- [The problem]:
Look for "into" in every line of the listing. Copy the lines that have it.

- [Records for the task]:
impl<'r> ResolutionEngine<'r> {
    /// Bind an engine to a discipline's catalog and policy.
    pub const fn new(catalog: &'r CraftCatalog, policy: &'r dyn CraftSystemPolicy, settings: CraftingConfig) -> Self {
        Self {
            catalog,
            policy,
            settings,
        }
    }

    /// The catalog this engine resolves against.
    pub const fn catalog(&self) -> &'r CraftCatalog {
        self.catalog
    }

    /// The discipline policy.
    pub const fn policy(&self) -> &'r dyn CraftSystemPolicy {
        self.policy
    }

    /// Main-skill success chance for `recipe` at `skill`, as the engine would
    /// roll it.
    pub fn chance_for(&self, recipe: &RecipeDefinition, skill: Decimal) -> Decimal {
        success_chance(
            recipe.skill_window,
            skill,
            self.policy.profile().chance_at_min,
            self.policy.chance_override(recipe),
        )
    }

    /// Resolve one attempt.
    ///
    /// Validation errors are delivered to the crafter through the messenger
    /// before being returned; the inventory, tool, and skills are untouched.
    pub fn attempt<R: Rng + ?Sized>(
        &self,
        request: &AttemptRequest,
        host: &mut HostServices<'_>,
        rng: &mut R,
    ) -> Result<AttemptReport, AttemptError> {
        let result = self.run(request, host, rng);
        if let Err(error) = &result {
            debug!(
                crafter = %request.crafter,
                recipe = %request.recipe,
                error = %error,
                "attempt rejected"
            );
            host.messenger.deliver(request.crafter, &error.message());
        }
        result
    }

    fn run<R: Rng + ?Sized>(
        &self,
        request: &AttemptRequest,
        host: &mut HostServices<'_>,
        rng: &mut R,
    ) -> Result<AttemptReport, AttemptError> {
        let crafter = request.crafter;
        let profile = self.policy.profile();
        self.trace(request, AttemptPhase::Validating);
        let plan = self.validate(request, host)?;
        let recipe = plan.recipe;

        // -- RollingSuccess ------------------------------------------------
        self.trace(request, AttemptPhase::RollingSuccess);
        if let Some(sound) = self.policy.craft_sound() {
            host.effects.play_sound(crafter, sound);
        }
        let chance = self.chance_for(recipe, plan.skill);
        let ramp = self.policy.chance_override(recipe);
        let mut succeeded = roll(rng, chance);
        for requirement in &recipe.secondary_skills {
            let skill = host.skills.skill(crafter, requirement.skill);
            let secondary = success_chance(requirement.window, skill, profile.chance_at_min, ramp);
            // Every roll is drawn even after a miss so the draw count does
            // not depend on earlier outcomes.
            succeeded &= roll(rng, secondary);
        }
        let outcome = if succeeded { GainOutcome::Success } else { GainOutcome::Failure };
        self.trace(
            request,
            if succeeded { AttemptPhase::Success } else { AttemptPhase::Failure },
        );

        // The item is created before anything is spent so a host failure
        // leaves the crafter as they were.
        let crafted = if succeeded {
            Some(self.create_item(request, &plan, host)?)
        } else {
            None
        };
        let quality = crafted.as_ref().map(|c| c.quality);
        let makers_mark = crafted.as_ref().is_some_and(|c| c.makers_mark);
        let hue = crafted.as_ref().and_then(|c| c.hue);
        let item = crafted.map(|c| c.item);
        self.grant_gains(crafter, recipe, outcome, host);

        // -- Consuming -----------------------------------------------------
        self.trace(request, AttemptPhase::Consuming);
        let consumed = if succeeded {
            Self::consume_all(crafter, &plan.requirements, recipe.use_all_resource, host)?
        } else {
            self.consume_failure_losses(crafter, recipe, &plan.requirements, host)?
        };
        let lost_material = !succeeded && !consumed.is_empty();
        let tool_broken = self.wear_tool(host);

        // -- Reporting -----------------------------------------------------
        self.trace(request, AttemptPhase::Reporting);
        let ending = Ending {
            recipe,
            failed: !succeeded,
            lost_material,
            tool_broken,
            quality,
            makers_mark,
        };
        let mut messages = Vec::with_capacity(2);
        if tool_broken {
            messages.push(profile.tool_broken.clone());
        }
        messages.push(self.policy.ending_message(&ending));
        for message in &messages {
            host.messenger.deliver(crafter, message);
        }
        if let Some(sound) = self.policy.ending_sound(&ending) {
            host.effects.play_sound(crafter, sound);
        }
        let effects = self.follow_up_effects(rng);

        self.trace(request, AttemptPhase::Terminal);
        info!(
            crafter = %crafter,
            discipline = %profile.discipline,
            target = %recipe.target,
            chance = %chance,
            failed = !succeeded,
            lost_material,
            tool_broken,
            quality = ?quality,
            "craft attempt resolved"
        );

        Ok(AttemptReport {
            recipe: request.recipe,
            target: recipe.target.clone(),
            material: plan.material,
            chance,
            failed: !succeeded,
            lost_material,
            tool_broken,
            quality,
            makers_mark,
            item,
            hue,
            consumed,
            messages,
            effects,
        })
    }

    fn trace(&self, request: &AttemptRequest, phase: AttemptPhase) {
        debug!(
            crafter = %request.crafter,
            discipline = %self.policy.profile().discipline,
            recipe = %request.recipe,
            phase = ?phase,
            "attempt phase"
        );
    }

    // -- Validating ----------------------------------------------------------

    fn validate(&self, request: &AttemptRequest, host: &HostServices<'_>) -> Result<Plan<'r>, AttemptError> {
        let crafter = request.crafter;
        let recipe = self
            .catalog
            .recipe(request.recipe)
            .ok_or(AttemptError::UnknownRecipe(request.recipe))?;

        self.policy.can_craft(&CraftCheck {
            crafter,
            recipe,
            tool: &*host.tool,
            environment: host.environment,
            skills: &*host.skills,
        })?;

        if recipe
            .recipe_id
            .is_some_and(|recipe_id| !host.environment.knows_recipe(crafter, recipe_id))
        {
            let message = Message::cliloc(RECIPE_NOT_LEARNED);
            return Err(ValidationFailure::new(ValidationKind::PrerequisiteUnmet, message).into());
        }

        if let Some(station) = &recipe.required_station {
            if !host.environment.is_near(crafter, station.station, station.range) {
                return Err(ValidationFailure::new(ValidationKind::AmbientRequirement, station.message.clone()).into());
            }
        }

        let skill = host.skills.skill(crafter, self.policy.profile().main_skill);
        let material = self.choose_material(request, recipe, skill, host)?;

        // Quantities are summed per material so a material listed on two
        // lines is checked against its combined need.
        let mut requirements = Vec::with_capacity(recipe.secondary_resources.len().saturating_add(1));
        let mut needed: BTreeMap<&ItemType, u32> = BTreeMap::new();
        let primary = &recipe.primary_resource;
        let lines = core::iter::once((primary, &material, true)).chain(
            recipe
                .secondary_resources
                .iter()
                .map(|spec| (spec, &spec.material, false)),
        );
        for (spec, line_material, is_primary) in lines {
            let total = needed.entry(line_material).or_insert(0);
            *total = total.saturating_add(spec.quantity);
            let held = host.inventory.quantity(crafter, line_material);
            if held < *total {
                return Err(AttemptError::InsufficientResource {
                    material: line_material.clone(),
                    required: *total,
                    available: held,
                    message: spec.missing_message.clone(),
                });
            }
            requirements.push(Requirement {
                material: line_material.clone(),
                quantity: spec.quantity,
                held,
                primary: is_primary,
            });
        }

        Ok(Plan {
            recipe,
            skill,
            material,
            requirements,
        })
    }

    /// Resolve the primary material, checking family membership, possession,
    /// and skill in that order.
    fn choose_material(
        &self,
        request: &AttemptRequest,
        recipe: &RecipeDefinition,
        skill: Decimal,
        host: &HostServices<'_>,
    ) -> Result<ItemType, AttemptError> {
        let Some(table) = self.catalog.sub_resource_for(recipe) else {
            return Ok(recipe.primary_resource.material.clone());
        };
        let chosen = request.material.clone().unwrap_or_else(|| table.base().clone());

        if !table.contains(&chosen) || host.inventory.quantity(request.crafter, &chosen) == 0 {
            return Err(AttemptError::InsufficientSubResource {
                material: chosen,
                message: table.material_missing_message().clone(),
            });
        }

        match table.check_material(&chosen, skill) {
            Ok(tier) => Ok(tier.material.clone()),
            Err(SubResourceError::InsufficientSkill {
                material,
                required,
                skill,
                message,
            }) => Err(AttemptError::InsufficientSkillForMaterial {
                material,
                required,
                skill,
                message,
            }),
            Err(SubResourceError::NotInFamily(material)) => Err(AttemptError::InsufficientSubResource {
                material,
                message: table.material_missing_message().clone(),
            }),
        }
    }

    // -- Rolling -------------------------------------------------------------

    /// Roll quality and hand the finished item to the inventory.
    fn create_item(
        &self,
        request: &AttemptRequest,
        plan: &Plan<'_>,
        host: &mut HostServices<'_>,
    ) -> Result<Crafted, AttemptError> {
        let crafter = request.crafter;
        let quality = host.quality.roll_quality(crafter, plan.recipe, plan.skill);
        let makers_mark = self.policy.profile().can_mark
            && request.mark == MarkOption::Mark
            && quality == QualityTier::Exceptional;
        let hue = if !request.do_not_color && self.policy.retains_color_from(plan.recipe, &plan.material) {
            self.catalog.hue_of(&plan.material)
        } else {
            None
        };
        let spec = CraftedItemSpec {
            crafter,
            target: plan.recipe.target.clone(),
            quality,
            maker: makers_mark.then_some(crafter),
            hue,
            material: plan.material.clone(),
        };
        let item = host.inventory.create_item(&spec)?;
        Ok(Crafted {
            quality,
            makers_mark,
            hue,
            item,
        })
    }

    fn grant_gains(&self, crafter: CrafterId, recipe: &RecipeDefinition, outcome: GainOutcome, host: &mut HostServices<'_>) {
        let main = self.policy.profile().main_skill;
        host.skills.grant_skill_gain(crafter, main, outcome);
        for requirement in recipe.secondary_skills.iter().filter(|r| r.skill != main) {
            host.skills.grant_skill_gain(crafter, requirement.skill, outcome);
        }
    }

    // -- Consuming -----------------------------------------------------------

    fn consume_all(
        crafter: CrafterId,
        requirements: &[Requirement],
        use_all: bool,
        host: &mut HostServices<'_>,
    ) -> Result<Vec<ConsumedResource>, AttemptError> {
        let mut consumed = Vec::with_capacity(requirements.len());
        for requirement in requirements {
            let amount = if use_all && requirement.primary {
                // The whole stack, less whatever other lines still need of
                // the same material.
                let reserved: u32 = requirements
                    .iter()
                    .filter(|other| !other.primary && other.material == requirement.material)
                    .fold(0_u32, |sum, other| sum.saturating_add(other.quantity));
                requirement.held.saturating_sub(reserved).max(requirement.quantity)
            } else {
                requirement.quantity
            };
            host.inventory.consume(crafter, &requirement.material, amount)?;
            consumed.push(ConsumedResource {
                material: requirement.material.clone(),
                quantity: amount,
            });
        }
        Ok(consumed)
    }

    fn consume_failure_losses(
        &self,
        crafter: CrafterId,
        recipe: &RecipeDefinition,
        requirements: &[Requirement],
        host: &mut HostServices<'_>,
    ) -> Result<Vec<ConsumedResource>, AttemptError> {
        let mut consumed = Vec::new();
        for requirement in requirements {
            if !self.policy.consume_on_failure(crafter, &requirement.material, recipe) {
                continue;
            }
            let amount = failure_loss(requirement.quantity, self.settings.failure_loss_pct);
            if amount == 0 {
                continue;
            }
            host.inventory.consume(crafter, &requirement.material, amount)?;
            consumed.push(ConsumedResource {
                material: requirement.material.clone(),
                quantity: amount,
            });
        }
        Ok(consumed)
    }

    /// Spend tool uses; true when the tool has none left afterwards.
    fn wear_tool(&self, host: &mut HostServices<'_>) -> bool {
        for _ in 0..self.settings.tool_wear_per_attempt {
            if host.tool.uses_remaining() == 0 {
                break;
            }
            host.tool.decrement_uses();
        }
        host.tool.uses_remaining() == 0
    }

    // -- Reporting -----------------------------------------------------------

    /// Craft sound repetitions after the first, then the policy's follow-up.
    fn follow_up_effects<R: Rng + ?Sized>(&self, rng: &mut R) -> Vec<DelayedEffect> {
        let profile = self.policy.profile();
        let mut effects = Vec::new();
        if let Some(sound) = self.policy.craft_sound() {
            let low = profile.min_effect_count.min(profile.max_effect_count);
            let high = profile.max_effect_count.max(low);
            let count = rng.random_range(low..=high);
            for repetition in 1..count {
                if let Some(delay) = profile.effect_delay.checked_mul(repetition) {
                    effects.push(DelayedEffect::new(delay, sound));
                }
            }
        }
        if let Some(follow_up) = self.policy.delayed_sound() {
            effects.push(follow_up);
        }
        effects
    }
}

- [Completed exercise]:
            return Err(ValidationFailure::new(ValidationKind::PrerequisiteUnmet, message).into());
                return Err(ValidationFailure::new(ValidationKind::AmbientRequirement, station.message.clone()).into());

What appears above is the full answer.